[Provided data — start]
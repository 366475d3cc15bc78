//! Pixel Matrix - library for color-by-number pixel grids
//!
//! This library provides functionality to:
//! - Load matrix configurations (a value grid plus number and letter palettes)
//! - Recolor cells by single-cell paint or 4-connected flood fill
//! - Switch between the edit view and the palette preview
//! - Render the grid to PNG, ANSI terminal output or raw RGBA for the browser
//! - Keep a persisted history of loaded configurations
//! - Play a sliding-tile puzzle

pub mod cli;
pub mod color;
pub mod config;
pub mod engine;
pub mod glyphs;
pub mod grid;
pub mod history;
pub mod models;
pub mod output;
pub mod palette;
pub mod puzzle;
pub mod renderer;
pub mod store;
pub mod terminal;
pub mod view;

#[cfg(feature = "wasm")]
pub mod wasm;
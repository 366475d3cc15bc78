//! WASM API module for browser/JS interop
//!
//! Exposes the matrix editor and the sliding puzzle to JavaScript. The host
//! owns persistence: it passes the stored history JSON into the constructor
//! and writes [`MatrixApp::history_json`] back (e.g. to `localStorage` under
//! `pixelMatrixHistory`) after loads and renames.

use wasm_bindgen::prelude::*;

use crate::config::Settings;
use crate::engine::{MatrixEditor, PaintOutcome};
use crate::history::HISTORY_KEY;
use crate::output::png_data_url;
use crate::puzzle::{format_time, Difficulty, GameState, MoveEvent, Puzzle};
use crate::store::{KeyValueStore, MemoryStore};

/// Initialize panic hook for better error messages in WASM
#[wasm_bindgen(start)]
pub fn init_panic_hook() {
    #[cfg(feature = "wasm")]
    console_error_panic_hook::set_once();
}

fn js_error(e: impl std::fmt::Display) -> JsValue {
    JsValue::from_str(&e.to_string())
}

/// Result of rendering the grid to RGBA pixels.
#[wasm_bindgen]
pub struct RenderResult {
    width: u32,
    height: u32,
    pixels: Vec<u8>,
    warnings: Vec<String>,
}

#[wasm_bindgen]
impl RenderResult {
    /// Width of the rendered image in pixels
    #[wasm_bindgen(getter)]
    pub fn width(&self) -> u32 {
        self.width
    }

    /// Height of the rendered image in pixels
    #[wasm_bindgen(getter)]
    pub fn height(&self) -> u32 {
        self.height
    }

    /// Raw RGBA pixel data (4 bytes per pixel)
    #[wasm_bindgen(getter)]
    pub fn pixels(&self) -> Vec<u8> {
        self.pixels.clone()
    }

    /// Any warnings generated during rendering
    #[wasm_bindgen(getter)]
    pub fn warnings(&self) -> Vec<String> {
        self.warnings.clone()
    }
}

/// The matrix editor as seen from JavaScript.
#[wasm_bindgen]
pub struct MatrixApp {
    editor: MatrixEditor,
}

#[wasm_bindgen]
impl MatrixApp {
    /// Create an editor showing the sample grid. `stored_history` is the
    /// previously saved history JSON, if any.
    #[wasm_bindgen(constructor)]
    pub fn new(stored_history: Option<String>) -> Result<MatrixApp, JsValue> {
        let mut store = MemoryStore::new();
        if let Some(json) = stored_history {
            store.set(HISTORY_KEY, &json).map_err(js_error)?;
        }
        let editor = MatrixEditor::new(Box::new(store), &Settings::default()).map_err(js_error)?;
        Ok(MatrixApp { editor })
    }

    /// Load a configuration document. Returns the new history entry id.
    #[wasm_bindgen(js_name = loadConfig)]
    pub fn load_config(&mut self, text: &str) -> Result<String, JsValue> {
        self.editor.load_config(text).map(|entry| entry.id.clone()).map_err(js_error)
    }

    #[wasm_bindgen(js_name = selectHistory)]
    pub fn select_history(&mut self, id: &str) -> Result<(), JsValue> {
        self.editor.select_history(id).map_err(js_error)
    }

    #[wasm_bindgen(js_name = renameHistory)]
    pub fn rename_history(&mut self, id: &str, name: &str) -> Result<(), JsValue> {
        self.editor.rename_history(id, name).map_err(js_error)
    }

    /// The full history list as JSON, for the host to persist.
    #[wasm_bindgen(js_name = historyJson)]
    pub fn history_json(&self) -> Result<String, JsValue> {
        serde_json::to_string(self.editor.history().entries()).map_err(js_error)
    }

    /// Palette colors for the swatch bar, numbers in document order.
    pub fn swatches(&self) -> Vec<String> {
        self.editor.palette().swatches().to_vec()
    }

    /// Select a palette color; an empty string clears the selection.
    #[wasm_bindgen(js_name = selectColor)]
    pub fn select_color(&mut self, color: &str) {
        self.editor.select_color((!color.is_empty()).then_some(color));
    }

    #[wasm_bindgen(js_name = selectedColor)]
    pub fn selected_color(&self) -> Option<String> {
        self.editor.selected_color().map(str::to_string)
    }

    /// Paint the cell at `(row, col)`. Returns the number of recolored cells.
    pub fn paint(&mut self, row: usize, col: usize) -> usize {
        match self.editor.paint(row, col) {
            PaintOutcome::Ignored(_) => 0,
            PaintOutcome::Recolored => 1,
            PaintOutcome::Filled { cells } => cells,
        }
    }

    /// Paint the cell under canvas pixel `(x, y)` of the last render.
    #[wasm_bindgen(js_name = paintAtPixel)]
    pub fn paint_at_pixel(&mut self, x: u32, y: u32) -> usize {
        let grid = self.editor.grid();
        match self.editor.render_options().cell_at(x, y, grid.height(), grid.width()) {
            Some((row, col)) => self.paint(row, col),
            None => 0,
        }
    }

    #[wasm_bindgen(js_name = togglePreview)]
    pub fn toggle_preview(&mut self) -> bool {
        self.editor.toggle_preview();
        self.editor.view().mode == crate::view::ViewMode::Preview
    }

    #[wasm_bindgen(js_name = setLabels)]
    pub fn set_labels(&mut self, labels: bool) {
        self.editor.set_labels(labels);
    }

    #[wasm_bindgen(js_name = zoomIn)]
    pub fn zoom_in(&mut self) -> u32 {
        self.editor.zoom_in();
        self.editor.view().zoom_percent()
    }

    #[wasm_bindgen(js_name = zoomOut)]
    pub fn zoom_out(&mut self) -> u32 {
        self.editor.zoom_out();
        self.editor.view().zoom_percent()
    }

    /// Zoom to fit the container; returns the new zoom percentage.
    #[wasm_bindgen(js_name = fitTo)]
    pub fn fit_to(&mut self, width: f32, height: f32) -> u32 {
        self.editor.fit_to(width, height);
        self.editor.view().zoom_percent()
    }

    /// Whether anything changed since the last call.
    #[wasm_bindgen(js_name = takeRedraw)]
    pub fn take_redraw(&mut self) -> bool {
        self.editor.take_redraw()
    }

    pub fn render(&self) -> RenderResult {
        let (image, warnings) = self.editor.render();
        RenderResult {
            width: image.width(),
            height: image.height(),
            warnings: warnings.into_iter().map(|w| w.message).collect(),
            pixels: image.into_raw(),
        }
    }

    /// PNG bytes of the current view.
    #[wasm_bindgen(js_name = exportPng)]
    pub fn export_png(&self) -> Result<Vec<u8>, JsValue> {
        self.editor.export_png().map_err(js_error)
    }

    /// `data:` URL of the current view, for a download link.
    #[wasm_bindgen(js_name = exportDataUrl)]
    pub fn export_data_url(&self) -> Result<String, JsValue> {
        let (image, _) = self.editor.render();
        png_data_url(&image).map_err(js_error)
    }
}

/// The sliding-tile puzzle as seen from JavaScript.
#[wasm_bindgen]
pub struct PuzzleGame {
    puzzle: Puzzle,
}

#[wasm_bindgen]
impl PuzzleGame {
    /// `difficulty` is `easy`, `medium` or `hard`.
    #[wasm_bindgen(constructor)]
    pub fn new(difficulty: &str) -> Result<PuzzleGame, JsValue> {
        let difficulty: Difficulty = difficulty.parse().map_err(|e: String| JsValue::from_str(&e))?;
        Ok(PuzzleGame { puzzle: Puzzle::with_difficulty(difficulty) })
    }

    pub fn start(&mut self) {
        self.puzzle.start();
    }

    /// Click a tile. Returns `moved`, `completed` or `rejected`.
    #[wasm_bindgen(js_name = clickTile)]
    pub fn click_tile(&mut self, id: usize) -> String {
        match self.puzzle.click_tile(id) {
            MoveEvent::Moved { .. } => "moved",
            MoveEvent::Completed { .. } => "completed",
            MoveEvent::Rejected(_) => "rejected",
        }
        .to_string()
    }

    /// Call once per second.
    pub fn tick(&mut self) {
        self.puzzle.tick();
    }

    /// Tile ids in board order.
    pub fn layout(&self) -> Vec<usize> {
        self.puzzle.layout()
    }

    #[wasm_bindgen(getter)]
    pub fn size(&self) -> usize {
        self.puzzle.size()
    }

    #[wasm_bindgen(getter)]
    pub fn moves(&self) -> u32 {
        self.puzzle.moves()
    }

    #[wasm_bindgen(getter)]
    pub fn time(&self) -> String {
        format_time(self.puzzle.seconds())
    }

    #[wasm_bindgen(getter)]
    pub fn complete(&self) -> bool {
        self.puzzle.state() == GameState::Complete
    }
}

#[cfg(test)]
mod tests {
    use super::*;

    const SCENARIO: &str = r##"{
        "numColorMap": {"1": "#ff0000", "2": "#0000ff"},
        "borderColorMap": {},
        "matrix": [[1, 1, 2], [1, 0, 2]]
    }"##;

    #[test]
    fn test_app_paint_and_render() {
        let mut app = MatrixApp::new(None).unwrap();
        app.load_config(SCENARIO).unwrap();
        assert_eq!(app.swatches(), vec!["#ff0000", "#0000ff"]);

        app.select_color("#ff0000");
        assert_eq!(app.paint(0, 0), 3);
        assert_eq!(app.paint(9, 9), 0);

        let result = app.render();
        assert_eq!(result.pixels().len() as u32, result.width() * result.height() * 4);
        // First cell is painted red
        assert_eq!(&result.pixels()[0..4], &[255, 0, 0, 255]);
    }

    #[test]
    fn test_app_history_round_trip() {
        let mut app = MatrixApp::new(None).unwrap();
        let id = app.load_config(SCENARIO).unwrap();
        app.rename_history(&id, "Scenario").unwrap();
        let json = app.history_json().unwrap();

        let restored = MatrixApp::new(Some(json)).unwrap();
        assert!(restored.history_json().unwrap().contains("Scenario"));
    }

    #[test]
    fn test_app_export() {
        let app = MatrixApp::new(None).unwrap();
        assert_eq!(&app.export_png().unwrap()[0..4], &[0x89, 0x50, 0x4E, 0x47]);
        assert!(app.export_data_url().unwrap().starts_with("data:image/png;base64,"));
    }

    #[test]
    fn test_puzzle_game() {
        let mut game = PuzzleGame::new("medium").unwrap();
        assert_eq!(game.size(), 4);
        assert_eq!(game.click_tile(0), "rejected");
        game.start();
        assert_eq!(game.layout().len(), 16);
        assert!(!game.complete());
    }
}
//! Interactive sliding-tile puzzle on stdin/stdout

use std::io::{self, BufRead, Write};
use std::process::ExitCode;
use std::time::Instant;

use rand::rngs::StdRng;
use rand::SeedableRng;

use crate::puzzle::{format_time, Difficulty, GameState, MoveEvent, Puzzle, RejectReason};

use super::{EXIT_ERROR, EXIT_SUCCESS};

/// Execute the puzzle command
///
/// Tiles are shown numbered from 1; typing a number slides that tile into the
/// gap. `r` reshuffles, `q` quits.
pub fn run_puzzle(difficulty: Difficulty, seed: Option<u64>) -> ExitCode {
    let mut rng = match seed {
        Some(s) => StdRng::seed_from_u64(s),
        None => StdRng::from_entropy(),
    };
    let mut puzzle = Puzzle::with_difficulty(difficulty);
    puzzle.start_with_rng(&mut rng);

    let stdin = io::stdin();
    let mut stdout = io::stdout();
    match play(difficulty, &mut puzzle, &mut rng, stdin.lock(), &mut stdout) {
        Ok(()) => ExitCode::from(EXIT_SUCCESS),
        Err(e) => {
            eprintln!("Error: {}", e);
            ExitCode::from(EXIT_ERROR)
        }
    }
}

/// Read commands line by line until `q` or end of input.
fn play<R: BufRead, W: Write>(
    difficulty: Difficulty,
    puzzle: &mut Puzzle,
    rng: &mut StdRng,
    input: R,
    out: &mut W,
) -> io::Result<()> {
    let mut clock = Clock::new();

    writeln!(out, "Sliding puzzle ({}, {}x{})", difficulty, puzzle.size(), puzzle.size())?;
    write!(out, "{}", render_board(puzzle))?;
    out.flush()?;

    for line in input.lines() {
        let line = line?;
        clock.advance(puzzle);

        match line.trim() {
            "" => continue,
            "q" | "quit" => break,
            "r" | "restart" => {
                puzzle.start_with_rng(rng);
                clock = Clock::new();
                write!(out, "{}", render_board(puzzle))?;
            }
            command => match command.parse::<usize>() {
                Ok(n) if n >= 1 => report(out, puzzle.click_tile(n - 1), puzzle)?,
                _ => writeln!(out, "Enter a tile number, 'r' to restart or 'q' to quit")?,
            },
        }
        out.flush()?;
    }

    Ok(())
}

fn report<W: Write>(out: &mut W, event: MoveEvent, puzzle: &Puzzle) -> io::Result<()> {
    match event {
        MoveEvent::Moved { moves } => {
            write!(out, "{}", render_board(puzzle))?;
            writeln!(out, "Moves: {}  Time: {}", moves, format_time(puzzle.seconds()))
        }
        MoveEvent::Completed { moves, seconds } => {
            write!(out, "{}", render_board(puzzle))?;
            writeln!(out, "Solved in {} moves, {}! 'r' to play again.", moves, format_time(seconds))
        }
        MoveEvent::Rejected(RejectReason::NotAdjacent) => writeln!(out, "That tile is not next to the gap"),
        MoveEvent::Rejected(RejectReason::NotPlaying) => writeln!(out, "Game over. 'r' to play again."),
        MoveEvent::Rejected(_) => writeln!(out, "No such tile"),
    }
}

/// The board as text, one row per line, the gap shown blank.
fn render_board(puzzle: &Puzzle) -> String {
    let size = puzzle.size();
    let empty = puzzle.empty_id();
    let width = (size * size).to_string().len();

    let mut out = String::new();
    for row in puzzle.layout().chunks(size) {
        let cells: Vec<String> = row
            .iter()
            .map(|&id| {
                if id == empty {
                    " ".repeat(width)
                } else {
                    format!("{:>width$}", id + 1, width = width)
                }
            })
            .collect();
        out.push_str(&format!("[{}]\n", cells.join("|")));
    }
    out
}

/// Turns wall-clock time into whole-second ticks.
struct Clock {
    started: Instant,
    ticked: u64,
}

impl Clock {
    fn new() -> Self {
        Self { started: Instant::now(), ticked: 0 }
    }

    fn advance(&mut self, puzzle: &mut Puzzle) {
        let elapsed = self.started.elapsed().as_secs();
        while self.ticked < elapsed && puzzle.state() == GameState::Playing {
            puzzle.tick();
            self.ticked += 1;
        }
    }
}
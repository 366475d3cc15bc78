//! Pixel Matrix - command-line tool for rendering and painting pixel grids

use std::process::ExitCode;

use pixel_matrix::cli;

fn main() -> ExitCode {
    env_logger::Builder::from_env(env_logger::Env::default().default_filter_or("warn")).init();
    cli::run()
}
[Provided data — finish]
■ Your assignment ■
Up to and including the line that holds "fn js_error(e: impl", reproduce the records above exactly from their first line, and give nothing else.

■ Response to this task ■
repository 366475d3cc15bc78
//! Pixel Matrix - library for color-by-number pixel grids
//!
//! This library provides functionality to:
//! - Load matrix configurations (a value grid plus number and letter palettes)
//! - Recolor cells by single-cell paint or 4-connected flood fill
//! - Switch between the edit view and the palette preview
//! - Render the grid to PNG, ANSI terminal output or raw RGBA for the browser
//! - Keep a persisted history of loaded configurations
//! - Play a sliding-tile puzzle

pub mod cli;
pub mod color;
pub mod config;
pub mod engine;
pub mod glyphs;
pub mod grid;
pub mod history;
pub mod models;
pub mod output;
pub mod palette;
pub mod puzzle;
pub mod renderer;
pub mod store;
pub mod terminal;
pub mod view;

#[cfg(feature = "wasm")]
pub mod wasm;
repository 366475d3cc15bc78
//! WASM API module for browser/JS interop
//!
//! Exposes the matrix editor and the sliding puzzle to JavaScript. The host
//! owns persistence: it passes the stored history JSON into the constructor
//! and writes [`MatrixApp::history_json`] back (e.g. to `localStorage` under
//! `pixelMatrixHistory`) after loads and renames.

use wasm_bindgen::prelude::*;

use crate::config::Settings;
use crate::engine::{MatrixEditor, PaintOutcome};
use crate::history::HISTORY_KEY;
use crate::output::png_data_url;
use crate::puzzle::{format_time, Difficulty, GameState, MoveEvent, Puzzle};
use crate::store::{KeyValueStore, MemoryStore};

/// Initialize panic hook for better error messages in WASM
#[wasm_bindgen(start)]
pub fn init_panic_hook() {
    #[cfg(feature = "wasm")]
    console_error_panic_hook::set_once();
}

fn js_error(e: impl std::fmt::Display) -> JsValue {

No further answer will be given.